Shortly after William was relected at the General Election of February 1974 with a majority of 8,459, he was offered the job editor of the Daily Telegraph. In recognition of the responsibilities of this job, he decided to stand down from Parliament at the October election, but with the benefit of hindsight it is possible to view this as something of an impossible assignment. He was placed in an uncomfortable position between William Michael Berry, Baron Hartwell, who was both proprietor and editor-in-chief of the paper, and the Telegraph's Managing Editor, Peter Eastwood, who controlled the news pages; both of whom believed that they were actually in charge of the paper.

To add to his difficulties the printing unions still ruled Fleet Street, and even the National Union of Journalists held sufficient influence to prevent management from sacking any journalist regarded as being unusually poor or lazy. What made things worse was that Hartwell refused to consider any changes to the paper (he rejected out of hand William's suggestion of introducing a cartoon strip on the classified advertisement pages) since he took the view that everything had to wait until the new technology was implemented.

The net result was a steady stream of journalists who left the paper including the trio of Andreas Whittam Smith, Stephen Glover and Matthew Symonds who left at the end of 1985 to establish The Independent.
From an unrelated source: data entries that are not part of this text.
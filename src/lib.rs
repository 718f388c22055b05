pub mod error;
pub mod features;
pub mod geometry;
pub mod io;
pub mod system;

pub use error::TelemetryError;
pub use system::{CollectorConfig, DataCollector, TelemetryReporter};
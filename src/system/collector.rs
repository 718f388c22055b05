//! Data collector - background thread turning reported measurements into rows.
//!
//! Producers write into the [`SharedStateStore`] through the
//! [`TelemetryReporter`] contract. One collector thread waits for a domain to
//! become ready, extracts features from the latest values, and appends one
//! row per cycle to the CSV sink:
//! 1. Wait for a wake-up (or the poll interval as a fallback)
//! 2. Optionally hold an image cycle until its matching frame arrives
//! 3. Claim the cycle, clearing the domain flags
//! 4. Extract image and frame features
//! 5. Write the row
//!
//! On finish the loop drains one last pending cycle, closes the sink and
//! exits. The handle joins the thread, so nothing is written afterwards.

use std::path::PathBuf;
use std::sync::Arc;
use std::thread::{self, JoinHandle};
use std::time::{Duration, Instant};

use anyhow::{Context, Result};
use parking_lot::Mutex;
use serde::{Deserialize, Serialize};
use tracing::{debug, info, warn};

use crate::features::FeatureExtractor;
use crate::io::{CsvSink, FrameSection, ImageSection, TelemetryRecord};

use super::readiness::{PendingDomains, Wake};
use super::shared_state::{SharedStateStore, TelemetryReporter};

/// How image and frame reports are paired into one row.
#[derive(Debug, Clone, Copy, PartialEq, Eq, Serialize, Deserialize)]
pub enum PairingPolicy {
    /// Use whatever values are latest when the cycle runs.
    Latest,
    /// Hold an image cycle until a frame tagged with the same image counter
    /// arrives (bounded by `pairing_timeout`). Untagged frames match any image.
    MatchSequence,
}

/// Configuration for the data collector.
#[derive(Debug, Clone, Serialize, Deserialize)]
#[serde(default)]
pub struct CollectorConfig {
    /// Prefix of the output file name.
    pub sequence_name: String,

    /// Directory the CSV file is created in.
    pub output_dir: PathBuf,

    /// Longest wait between checks when no producer signals.
    pub poll_interval: Duration,

    pub pairing: PairingPolicy,

    /// Longest an image cycle is held back waiting for its frame.
    pub pairing_timeout: Duration,

    /// Sleep before the first poll, letting the pipeline warm up.
    pub startup_delay: Duration,
}

impl Default for CollectorConfig {
    fn default() -> Self {
        Self {
            sequence_name: "sequence".to_string(),
            output_dir: PathBuf::from("."),
            poll_interval: Duration::from_millis(10),
            pairing: PairingPolicy::MatchSequence,
            pairing_timeout: Duration::from_millis(100),
            startup_delay: Duration::ZERO,
        }
    }
}

/// The collector thread's state. Runs until finish is requested.
pub(crate) struct CollectorLoop {
    store: Arc<SharedStateStore>,
    sink: CsvSink,
    extractor: FeatureExtractor,
    config: CollectorConfig,

    /// Duration of the last completed cycle, written in the next full row.
    last_cycle_us: u64,

    /// When the current image cycle started waiting for its frame.
    deferred_since: Option<Instant>,
}
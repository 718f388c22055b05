//! Feature extraction from the latest reported snapshots.
//!
//! Image features are pure functions of the raster. Frame features carry
//! state: the previous absolute pose, so deltas are frame-to-frame.

pub mod frame_stats;
pub mod image_stats;

use image::GrayImage;

use crate::error::TelemetryError;
use crate::system::messages::FrameSnapshot;

pub use frame_stats::{depth_statistics, DepthStats, FrameFeatures, RelativeMotion};
pub use image_stats::{downsample_nearest, entropy_bits, ImageFeatures, DOWNSAMPLE_FACTOR};

/// Extractor owned by the collector thread.
#[derive(Debug, Default)]
pub struct FeatureExtractor {
    motion: RelativeMotion,
}

impl FeatureExtractor {
    pub fn new() -> Self {
        Self {
            motion: RelativeMotion::new(),
        }
    }

    /// Image statistics, or `MissingData` when no usable raster exists.
    pub fn image(&self, raster: Option<&GrayImage>) -> Result<ImageFeatures, TelemetryError> {
        let raster = raster.ok_or(TelemetryError::MissingData("no image raster reported"))?;
        image_stats::image_features(raster)
    }

    /// Frame features; advances the stored previous pose.
    pub fn frame(&mut self, frame: &FrameSnapshot) -> FrameFeatures {
        frame_stats::frame_features(frame, &mut self.motion)
    }
}
use anyhow::{Context, Result};
use clap::{Arg, ArgMatches, Command};
use docsite_core::SidebarLoader;

use crate::config::DocsiteSettings;

pub fn make_subcommand() -> Command {
    super::add_site_args(Command::new("sidebar"))
        .about("Load one generated sidebar and print it")
        .arg(
            Arg::new("remote")
                .value_name("REMOTE")
                .help("Directory under the documentation root holding docs.json")
                .required(true),
        )
}

pub fn execute(args: &ArgMatches) -> Result<()> {
    let settings = DocsiteSettings::load(args)?;
    let remote = args
        .get_one::<String>("remote")
        .context("Missing remote")?;

    let loader = SidebarLoader::new(settings.docs_root());
    let sidebar = loader
        .load(remote)
        .with_context(|| format!("Failed to load sidebar for {remote}"))?;

    println!("{}", serde_json::to_string_pretty(&sidebar)?);

    Ok(())
}
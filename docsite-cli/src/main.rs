mod cmd;
mod config;
mod logging;

use anyhow::Result;
use clap::{Arg, ArgAction, Command};

fn cli() -> Command {
    Command::new("docsite")
        .version(env!("CARGO_PKG_VERSION"))
        .about("Evaluate a documentation site config and its generated sidebars")
        .subcommand_required(true)
        .arg_required_else_help(true)
        .arg(
            Arg::new("verbose")
                .short('v')
                .long("verbose")
                .help("More logging (repeat for more)")
                .action(ArgAction::Count)
                .global(true),
        )
        .arg(
            Arg::new("quiet")
                .short('q')
                .long("quiet")
                .help("Only log errors")
                .action(ArgAction::SetTrue)
                .global(true),
        )
        .subcommand(cmd::resolve::make_subcommand())
        .subcommand(cmd::sidebar::make_subcommand())
}

fn main() -> Result<()> {
    let matches = cli().get_matches();

    logging::init_logging(matches.get_count("verbose"), matches.get_flag("quiet"));

    match matches.subcommand() {
        Some(("resolve", args)) => cmd::resolve::execute(args),
        Some(("sidebar", args)) => cmd::sidebar::execute(args),
        _ => unreachable!("subcommand_required is set"),
    }
}
use tracing_subscriber::EnvFilter;

/// Env var that overrides the verbosity flags, e.g. `DOCSITE_LOG=docsite_core=debug`.
pub const LOG_ENV: &str = "DOCSITE_LOG";

/// Map `-v` occurrences to a filter directive. `--quiet` wins over any `-v`.
pub const fn verbosity_to_directive(verbosity: u8, quiet: bool) -> &'static str {
    if quiet {
        return "error";
    }

    match verbosity {
        0 => "warn",
        1 => "info",
        2 => "debug",
        _ => "trace",
    }
}

/// Install the global subscriber. Logs go to stderr so stdout stays clean
/// for the JSON we print.
pub fn init_logging(verbosity: u8, quiet: bool) {
    let filter = EnvFilter::try_from_env(LOG_ENV)
        .unwrap_or_else(|_| EnvFilter::new(verbosity_to_directive(verbosity, quiet)));

    let _ = tracing_subscriber::fmt()
        .with_env_filter(filter)
        .with_target(verbosity >= 2)
        .with_writer(std::io::stderr)
        .try_init();
}
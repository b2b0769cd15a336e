//! Generated sidebars.
//!
//! A section whose sidebar is not written by hand in `docsite.toml` points at
//! a *remote*: a subdirectory of the documentation root that carries its own
//! `docs.json`. The file is read and parsed as-is and handed to the renderer
//! without looking at its shape.

use std::path::{Path, PathBuf};

use serde_json::Value;
use tracing::debug;

use crate::error::{ConfigError, Result};

/// Name of the sidebar descriptor inside every remote directory.
pub const SIDEBAR_FILE: &str = "docs.json";

/// Directory, next to the config file, that holds all documentation sources.
pub const DOCS_DIR: &str = "docs";

/// The base directory all remotes are resolved against.
#[derive(Debug, Clone, PartialEq, Eq)]
pub struct DocsRoot(PathBuf);

impl DocsRoot {
    pub fn new<P: AsRef<Path>>(path: P) -> Self {
        Self(path.as_ref().to_path_buf())
    }

    /// The `docs` directory sitting next to `config_path`.
    pub fn beside<P: AsRef<Path>>(config_path: P) -> Self {
        let dir = config_path
            .as_ref()
            .parent()
            .unwrap_or_else(|| Path::new(""));

        Self(dir.join(DOCS_DIR))
    }

    pub fn path(&self) -> &Path {
        &self.0
    }

    /// `<root>/<remote>/docs.json`. The remote is joined verbatim.
    pub fn sidebar_path(&self, remote: &str) -> PathBuf {
        self.0.join(remote).join(SIDEBAR_FILE)
    }
}

/// Reads `docs.json` descriptors from a fixed [`DocsRoot`].
#[derive(Debug, Clone)]
pub struct SidebarLoader {
    root: DocsRoot,
}

impl SidebarLoader {
    pub fn new(root: DocsRoot) -> Self {
        Self { root }
    }

    pub fn root(&self) -> &DocsRoot {
        &self.root
    }

    /// Load the sidebar descriptor for `remote`.
    ///
    /// A missing or unreadable file and malformed JSON are both errors. There
    /// is no empty fallback.
    pub fn load(&self, remote: &str) -> Result<Value> {
        let path = self.root.sidebar_path(remote);
        debug!(remote, path = %path.display(), "loading sidebar");

        let data = std::fs::read_to_string(&path).map_err(|source| ConfigError::Read {
            path: path.clone(),
            source,
        })?;

        serde_json::from_str(&data).map_err(|source| ConfigError::SidebarJson { path, source })
    }
}

/// Load a single sidebar without keeping a loader around.
pub fn load_sidebar<P: AsRef<Path>>(root: P, remote: &str) -> Result<Value> {
    SidebarLoader::new(DocsRoot::new(root)).load(remote)
}

#[cfg(test)]
mod tests {
    use super::*;

    #[test]
    fn test_sidebar_path_layout() {
        let root = DocsRoot::new("/site/docs");
        assert_eq!(
            root.sidebar_path("engine"),
            PathBuf::from("/site/docs/engine/docs.json")
        );
    }

    #[test]
    fn test_remote_is_joined_verbatim() {
        let root = DocsRoot::new("docs");
        assert_eq!(
            root.sidebar_path("vendor/engine"),
            PathBuf::from("docs/vendor/engine/docs.json")
        );
    }

    #[test]
    fn test_beside_uses_config_directory() {
        let root = DocsRoot::beside("/repo/site/docsite.toml");
        assert_eq!(root.path(), Path::new("/repo/site/docs"));
    }

    #[test]
    fn test_beside_bare_file_name() {
        let root = DocsRoot::beside("docsite.toml");
        assert_eq!(root.path(), Path::new("docs"));
    }
}
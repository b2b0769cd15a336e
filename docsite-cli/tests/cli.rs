use std::fs;
use std::path::Path;
use std::process::{Command, Output};

use serde_json::{Value, json};
use tempfile::TempDir;

fn docsite(args: &[&str]) -> Output {
    docsite_with_env(args, &[])
}

fn docsite_with_env(args: &[&str], env: &[(&str, &Path)]) -> Output {
    let mut command = Command::new(env!("CARGO_BIN_EXE_docsite"));
    command
        .args(args)
        .env_remove("DOCSITE_LOG")
        .env_remove("DOCSITE_BUILD__DOCS_ROOT");
    for (key, value) in env {
        command.env(key, value);
    }

    command.output().expect("failed to run docsite")
}

fn write(root: &Path, rel: &str, contents: &str) {
    let path = root.join(rel);
    fs::create_dir_all(path.parent().unwrap()).unwrap();
    fs::write(path, contents).unwrap();
}

fn site() -> TempDir {
    let dir = tempfile::tempdir().unwrap();
    write(
        dir.path(),
        "docsite.toml",
        r#"
title = "Engine"
description = "Engine reference"

[theme]
nav = [{ text = "Engine", link = "/engine/" }]

[theme.sidebar]
"/engine/" = { remote = "engine" }
"#,
    );
    write(
        dir.path(),
        "docs/engine/docs.json",
        r#"[{"text":"Overview","link":"engine"}]"#,
    );
    dir
}

fn stdout_json(output: &Output) -> Value {
    serde_json::from_slice(&output.stdout).unwrap()
}

#[test]
fn resolve_prints_config_object() {
    let dir = site();
    let config = dir.path().join("docsite.toml");

    let output = docsite(&["resolve", "--config", config.to_str().unwrap()]);

    assert!(output.status.success());
    let value = stdout_json(&output);
    assert_eq!(value["title"], "Engine");
    assert_eq!(
        value["themeConfig"]["sidebar"]["/engine/"],
        json!([{ "text": "Overview", "link": "engine" }])
    );
}

#[test]
fn resolve_writes_output_file() {
    let dir = site();
    let config = dir.path().join("docsite.toml");
    let out = dir.path().join("out/config.json");
    fs::create_dir_all(out.parent().unwrap()).unwrap();

    let output = docsite(&[
        "resolve",
        "--compact",
        "-c",
        config.to_str().unwrap(),
        "-o",
        out.to_str().unwrap(),
    ]);

    assert!(output.status.success());
    assert!(output.stdout.is_empty());

    let written = fs::read_to_string(&out).unwrap();
    assert_eq!(written.lines().count(), 1);
    let value: Value = serde_json::from_str(&written).unwrap();
    assert_eq!(value["description"], "Engine reference");
}

#[test]
fn resolve_fails_when_remote_is_missing() {
    let dir = site();
    fs::remove_file(dir.path().join("docs/engine/docs.json")).unwrap();
    let config = dir.path().join("docsite.toml");

    let output = docsite(&["resolve", "--config", config.to_str().unwrap()]);

    assert!(!output.status.success());
    assert!(output.stdout.is_empty());
    let stderr = String::from_utf8_lossy(&output.stderr);
    assert!(stderr.contains("docs.json"), "stderr: {stderr}");
}

#[test]
fn sidebar_prints_descriptor() {
    let dir = site();
    let config = dir.path().join("docsite.toml");

    let output = docsite(&["sidebar", "engine", "--config", config.to_str().unwrap()]);

    assert!(output.status.success());
    assert_eq!(
        stdout_json(&output),
        json!([{ "text": "Overview", "link": "engine" }])
    );
}

#[test]
fn sidebar_honours_docs_root_override() {
    let dir = site();
    write(
        dir.path(),
        "content/engine/docs.json",
        r#"[{"text":"Moved","link":"engine"}]"#,
    );
    let root = dir.path().join("content");

    let output = docsite(&["sidebar", "engine", "--docs-root", root.to_str().unwrap()]);

    assert!(output.status.success());
    assert_eq!(stdout_json(&output)[0]["text"], "Moved");
}

#[test]
fn sidebar_fails_for_unknown_remote() {
    let dir = site();
    let config = dir.path().join("docsite.toml");

    let output = docsite(&["sidebar", "missing", "--config", config.to_str().unwrap()]);

    assert!(!output.status.success());
}

fn moved_site() -> TempDir {
    let dir = site();
    write(
        dir.path(),
        "content/engine/docs.json",
        r#"[{"text":"From env","link":"engine"}]"#,
    );
    write(
        dir.path(),
        "flag/engine/docs.json",
        r#"[{"text":"From flag","link":"engine"}]"#,
    );
    dir
}

#[test]
fn env_docs_root_applies() {
    let dir = moved_site();
    let config = dir.path().join("docsite.toml");
    let env_root = dir.path().join("content");

    let output = docsite_with_env(
        &["sidebar", "engine", "--config", config.to_str().unwrap()],
        &[("DOCSITE_BUILD__DOCS_ROOT", env_root.as_path())],
    );

    assert!(output.status.success());
    assert_eq!(stdout_json(&output)[0]["text"], "From env");
}

#[test]
fn docs_root_flag_beats_env() {
    let dir = moved_site();
    let env_root = dir.path().join("content");
    let flag_root = dir.path().join("flag");

    let output = docsite_with_env(
        &["sidebar", "engine", "--docs-root", flag_root.to_str().unwrap()],
        &[("DOCSITE_BUILD__DOCS_ROOT", env_root.as_path())],
    );

    assert!(output.status.success());
    assert_eq!(stdout_json(&output)[0]["text"], "From flag");
}

#[test]
fn verbose_logs_go_to_stderr() {
    let dir = site();
    let config = dir.path().join("docsite.toml");

    let output = docsite(&["-v", "resolve", "--config", config.to_str().unwrap()]);

    assert!(output.status.success());
    let stderr = String::from_utf8_lossy(&output.stderr);
    assert!(stderr.contains("resolved site config"), "stderr: {stderr}");
    // stdout still parses as the config object
    assert_eq!(stdout_json(&output)["title"], "Engine");
}

#[test]
fn quiet_keeps_stderr_clean() {
    let dir = site();
    let config = dir.path().join("docsite.toml");

    let output = docsite(&["-q", "-vv", "resolve", "--config", config.to_str().unwrap()]);

    assert!(output.status.success());
    assert!(output.stderr.is_empty(), "stderr: {}", String::from_utf8_lossy(&output.stderr));
}

#[test]
fn log_env_overrides_flags() {
    let dir = site();
    let config = dir.path().join("docsite.toml");

    let output = docsite_with_env(
        &["-q", "resolve", "--config", config.to_str().unwrap()],
        &[("DOCSITE_LOG", Path::new("debug"))],
    );

    assert!(output.status.success());
    let stderr = String::from_utf8_lossy(&output.stderr);
    assert!(stderr.contains("loading sidebar"), "stderr: {stderr}");
}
As things turned out Michael Berry made rather a hash of the new technology business and with the paper rendered virtually insolvent he was obliged to sell the paper to the Canadian Conrad Black in 1985.

5. The Grand Old Man of Fleet Street

Following the change of ownership William resigned as editor of the Telegraph on the 7th March 1986, being later granted a life peerage as the Baron Deedes. With his seventy-third birthday on the horizon, he was well past the age of retirement, but he decided to remain at the Telegraph under the new editor Max Hastings as a leader writer, columnist and general reporter, although he never much cared for the paper's new owner Conrad Black, whom he described as "the biggest bore on earth".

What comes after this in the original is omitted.